Passengers kayak along coast.
Passengers kayak along coast.
Photo © Barb & Ron Kroll

Shaped like a giant seahorse facing west, Isabela is about 100 miles (160 km) long. The equator passes through the nose of the seahorse. Measuring 1,790 square miles (4,640 sq km) in size, Isabela comprises half the land mass of the Galapagos.

Charles Darwin visited Isabela Island on the HMS Beagle in 1835. On the M/Y Letty, we cruised through Bolivar Channel to Tagus Cove, located about three-quarters up the west coast of Isabela.

Galapagos kayaking

Our first view of Isabela Island wildlife was from kayaks and pangas (motorized dinghies), as we floated beside a ledge of tuff (compacted volcanic ash) at Tagus Cove. A flightless cormorant (scientific name: Phalacrocorax harrisi) stretched out its rudimentary wings to dry in the sun, as his mate rested in a nest.

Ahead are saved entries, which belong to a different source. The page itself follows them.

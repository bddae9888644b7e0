//! Symbolic expressions
//!
//! An [`Expr`] records operations performed on a placeholder value instead of
//! performing them. The recorded tree is replayed later against a concrete
//! value by [`crate::evaluator::evaluate`].
//!
//! ```
//! use constrained_contracts::Expr;
//! use constrained_core::Value;
//!
//! let x = Expr::root();
//! let size = x.mul(2).add(1).ge(5);
//!
//! assert_eq!(size.evaluate(&Value::Integer(3)), Ok(Value::Boolean(true)));
//! assert_eq!(size.evaluate(&Value::Integer(-100)), Ok(Value::Boolean(false)));
//! ```
//!
//! Every constructor returns a new node and leaves the receiver untouched.
//! Trees are immutable and share their children, so the same tree may be
//! evaluated against many values, including from several threads at once.

use std::fmt;
use std::sync::Arc;

use constrained_core::{BinaryOp, UnaryOp, Value, ValueResult};

/// A recorded operation chain over the bound value
#[derive(Debug, Clone)]
pub enum Expr {
    /// The placeholder; evaluates to the bound value
    Root,

    /// A concrete operand captured at construction time
    Literal(Value),

    Unary {
        op: UnaryOp,
        operand: Arc<Expr>,
    },

    Binary {
        op: BinaryOp,
        lhs: Arc<Expr>,
        rhs: Arc<Expr>,
    },

    /// Subscript `target[key]`
    Index { target: Arc<Expr>, key: Arc<Expr> },

    /// Attribute access `target.name`
    Attr { target: Arc<Expr>, name: String },

    /// Call `target(args..)`
    Call { target: Arc<Expr>, args: Vec<Expr> },
}

macro_rules! unary_constructors {
    ($($(#[$doc:meta])* $name:ident => $op:ident),* $(,)?) => {
        $(
            $(#[$doc])*
            pub fn $name(&self) -> Expr {
                self.unary(UnaryOp::$op)
            }
        )*
    };
}

macro_rules! binary_constructors {
    ($($(#[$doc:meta])* $name:ident, $reflected:ident => $op:ident),* $(,)?) => {
        $(
            $(#[$doc])*
            pub fn $name(&self, other: impl Into<Expr>) -> Expr {
                self.binary(BinaryOp::$op, other)
            }

            /// Reflected form with `other` as the left operand
            pub fn $reflected(&self, other: impl Into<Expr>) -> Expr {
                self.reflected(BinaryOp::$op, other)
            }
        )*
    };
}

macro_rules! comparison_constructors {
    ($($(#[$doc:meta])* $name:ident => $op:ident),* $(,)?) => {
        $(
            $(#[$doc])*
            pub fn $name(&self, other: impl Into<Expr>) -> Expr {
                self.binary(BinaryOp::$op, other)
            }
        )*
    };
}

#[allow(clippy::should_implement_trait)]
impl Expr {
    /// The placeholder standing for the value under test
    pub fn root() -> Self {
        Expr::Root
    }

    /// A concrete operand
    pub fn literal(value: impl Into<Value>) -> Self {
        Expr::Literal(value.into())
    }

    fn unary(&self, op: UnaryOp) -> Expr {
        Expr::Unary {
            op,
            operand: Arc::new(self.clone()),
        }
    }

    fn binary(&self, op: BinaryOp, other: impl Into<Expr>) -> Expr {
        Expr::Binary {
            op,
            lhs: Arc::new(self.clone()),
            rhs: Arc::new(other.into()),
        }
    }

    fn reflected(&self, op: BinaryOp, other: impl Into<Expr>) -> Expr {
        Expr::Binary {
            op,
            lhs: Arc::new(other.into()),
            rhs: Arc::new(self.clone()),
        }
    }

    unary_constructors! {
        /// `-self`
        neg => Neg,
        /// `+self`
        pos => Pos,
        /// `~self` (bitwise inversion)
        invert => Invert,
        /// `abs(self)`
        abs => Abs,
        /// Integer coercion of `self`
        to_index => Index,
        /// Structural hash of `self`
        hash => Hash,
        /// `self` with its elements in reverse order
        reversed => Reversed,
    }

    binary_constructors! {
        /// `self + other`
        add, radd => Add,
        /// `self - other`
        sub, rsub => Sub,
        /// `self * other`
        mul, rmul => Mul,
        /// `self // other`, rounding toward negative infinity
        floor_div, rfloor_div => FloorDiv,
        /// `self / other`, always a float
        true_div, rtrue_div => TrueDiv,
        /// `self % other`, sign follows the divisor
        modulo, rmodulo => Mod,
        /// `self ** other`
        pow, rpow => Pow,
        /// `self << other`
        lshift, rlshift => LShift,
        /// `self >> other`
        rshift, rrshift => RShift,
        /// `self & other`
        bitand, rbitand => BitAnd,
        /// `self | other`
        bitor, rbitor => BitOr,
        /// `self ^ other`
        bitxor, rbitxor => BitXor,
        /// `[self // other, self % other]`
        divmod, rdivmod => DivMod,
    }

    comparison_constructors! {
        /// `self == other`
        eq => Eq,
        /// `self != other`
        ne => Ne,
        /// `self < other`
        lt => Lt,
        /// `self <= other`
        le => Le,
        /// `self > other`
        gt => Gt,
        /// `self >= other`
        ge => Ge,
        /// Three-way comparison yielding -1, 0 or 1
        cmp => Cmp,
    }

    /// `item in self`
    pub fn contains(&self, item: impl Into<Expr>) -> Expr {
        self.binary(BinaryOp::Contains, item)
    }

    /// `self[key]`
    pub fn getitem(&self, key: impl Into<Expr>) -> Expr {
        Expr::Index {
            target: Arc::new(self.clone()),
            key: Arc::new(key.into()),
        }
    }

    /// `self.name`
    pub fn getattr(&self, name: impl Into<String>) -> Expr {
        Expr::Attr {
            target: Arc::new(self.clone()),
            name: name.into(),
        }
    }

    /// `self(args..)`
    pub fn call<I, A>(&self, args: I) -> Expr
    where
        I: IntoIterator<Item = A>,
        A: Into<Expr>,
    {
        Expr::Call {
            target: Arc::new(self.clone()),
            args: args.into_iter().map(Into::into).collect(),
        }
    }

    /// `self()`
    pub fn invoke(&self) -> Expr {
        self.call(std::iter::empty::<Expr>())
    }

    /// `self.name(args..)`
    pub fn method<I, A>(&self, name: impl Into<String>, args: I) -> Expr
    where
        I: IntoIterator<Item = A>,
        A: Into<Expr>,
    {
        self.getattr(name).call(args)
    }

    /// Replay the recorded operations with `bound` as the root value
    pub fn evaluate(&self, bound: &Value) -> ValueResult<Value> {
        crate::evaluator::evaluate(self, bound)
    }

    pub fn is_root(&self) -> bool {
        matches!(self, Expr::Root)
    }

    /// Whether the tree refers to the bound value at all
    pub fn references_root(&self) -> bool {
        match self {
            Expr::Root => true,
            Expr::Literal(_) => false,
            Expr::Unary { operand, .. } => operand.references_root(),
            Expr::Binary { lhs, rhs, .. } => lhs.references_root() || rhs.references_root(),
            Expr::Index { target, key } => target.references_root() || key.references_root(),
            Expr::Attr { target, .. } => target.references_root(),
            Expr::Call { target, args } => {
                target.references_root() || args.iter().any(Expr::references_root)
            }
        }
    }

    /// Number of nodes in the tree
    pub fn size(&self) -> usize {
        1 + match self {
            Expr::Root | Expr::Literal(_) => 0,
            Expr::Unary { operand, .. } => operand.size(),
            Expr::Binary { lhs, rhs, .. } => lhs.size() + rhs.size(),
            Expr::Index { target, key } => target.size() + key.size(),
            Expr::Attr { target, .. } => target.size(),
            Expr::Call { target, args } => target.size() + args.iter().map(Expr::size).sum::<usize>(),
        }
    }
}

impl From<Value> for Expr {
    fn from(value: Value) -> Self {
        Expr::Literal(value)
    }
}

impl From<&Expr> for Expr {
    fn from(expr: &Expr) -> Self {
        expr.clone()
    }
}

macro_rules! literal_from {
    ($($ty:ty),*) => {
        $(
            impl From<$ty> for Expr {
                fn from(value: $ty) -> Self {
                    Expr::Literal(Value::from(value))
                }
            }
        )*
    };
}

literal_from!(bool, i32, i64, usize, f64, &str, String, Vec<Value>);

impl fmt::Display for Expr {
    fn fmt(&self, f: &mut fmt::Formatter<'_>) -> fmt::Result {
        match self {
            Expr::Root => write!(f, "X"),
            Expr::Literal(value) => write!(f, "{}", value),
            Expr::Unary { op, operand } if op.is_prefix() => write!(f, "{}{}", op.symbol(), operand),
            Expr::Unary { op, operand } => write!(f, "{}({})", op.symbol(), operand),
            Expr::Binary {
                op: BinaryOp::Contains,
                lhs,
                rhs,
            } => write!(f, "({} in {})", rhs, lhs),
            Expr::Binary { op, lhs, rhs } if op.is_call_style() => {
                write!(f, "{}({}, {})", op.symbol(), lhs, rhs)
            }
            Expr::Binary { op, lhs, rhs } => write!(f, "({} {} {})", lhs, op.symbol(), rhs),
            Expr::Index { target, key } => write!(f, "{}[{}]", target, key),
            Expr::Attr { target, name } => write!(f, "{}.{}", target, name),
            Expr::Call { target, args } => {
                write!(f, "{}(", target)?;
                for (i, arg) in args.iter().enumerate() {
                    if i > 0 {
                        write!(f, ", ")?;
                    }
                    write!(f, "{}", arg)?;
                }
                write!(f, ")")
            }
        }
    }
}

Flightless cormorant dries vestigial wings by nest.
Flightless cormorant dries vestigial wings by nest.
Photo © Barb & Ron Kroll

Because flightless cormorants have no predators and dive into the ocean to fish, they have lost their ability to fly. Our Galapagos guide, Yvonne Mortola, pointed out their big feet used for paddling and their flat tails, used like rudders.

On another cliff ledge, a football-length Galapagos penguin (scientific name: Spheniscus mendiculus) preened its black-and-white coat. Galapagos penguins are the second smallest penguins in the world, and the only penguins that live north of the equator.

A brown pelican (scientific name: Pelecanus occidentalis) observed us in our kayaks and pangas. "During their breeding season, adult pelicans have brown stripes on their necks," explained our Galapagos guide.

Brown pelican
Brown pelican
Photo © Barb & Ron Kroll

Tagus Cove trail

From our pangas, we made a dry landing near cliffs covered with maritime graffiti made by pirates and whalers in the 1890s and early 1900s.

The Tagus Cove hiking trail is 5,900 feet (1,800 meters) long. It takes about 1.5 hours to hike to the top of the trail and back.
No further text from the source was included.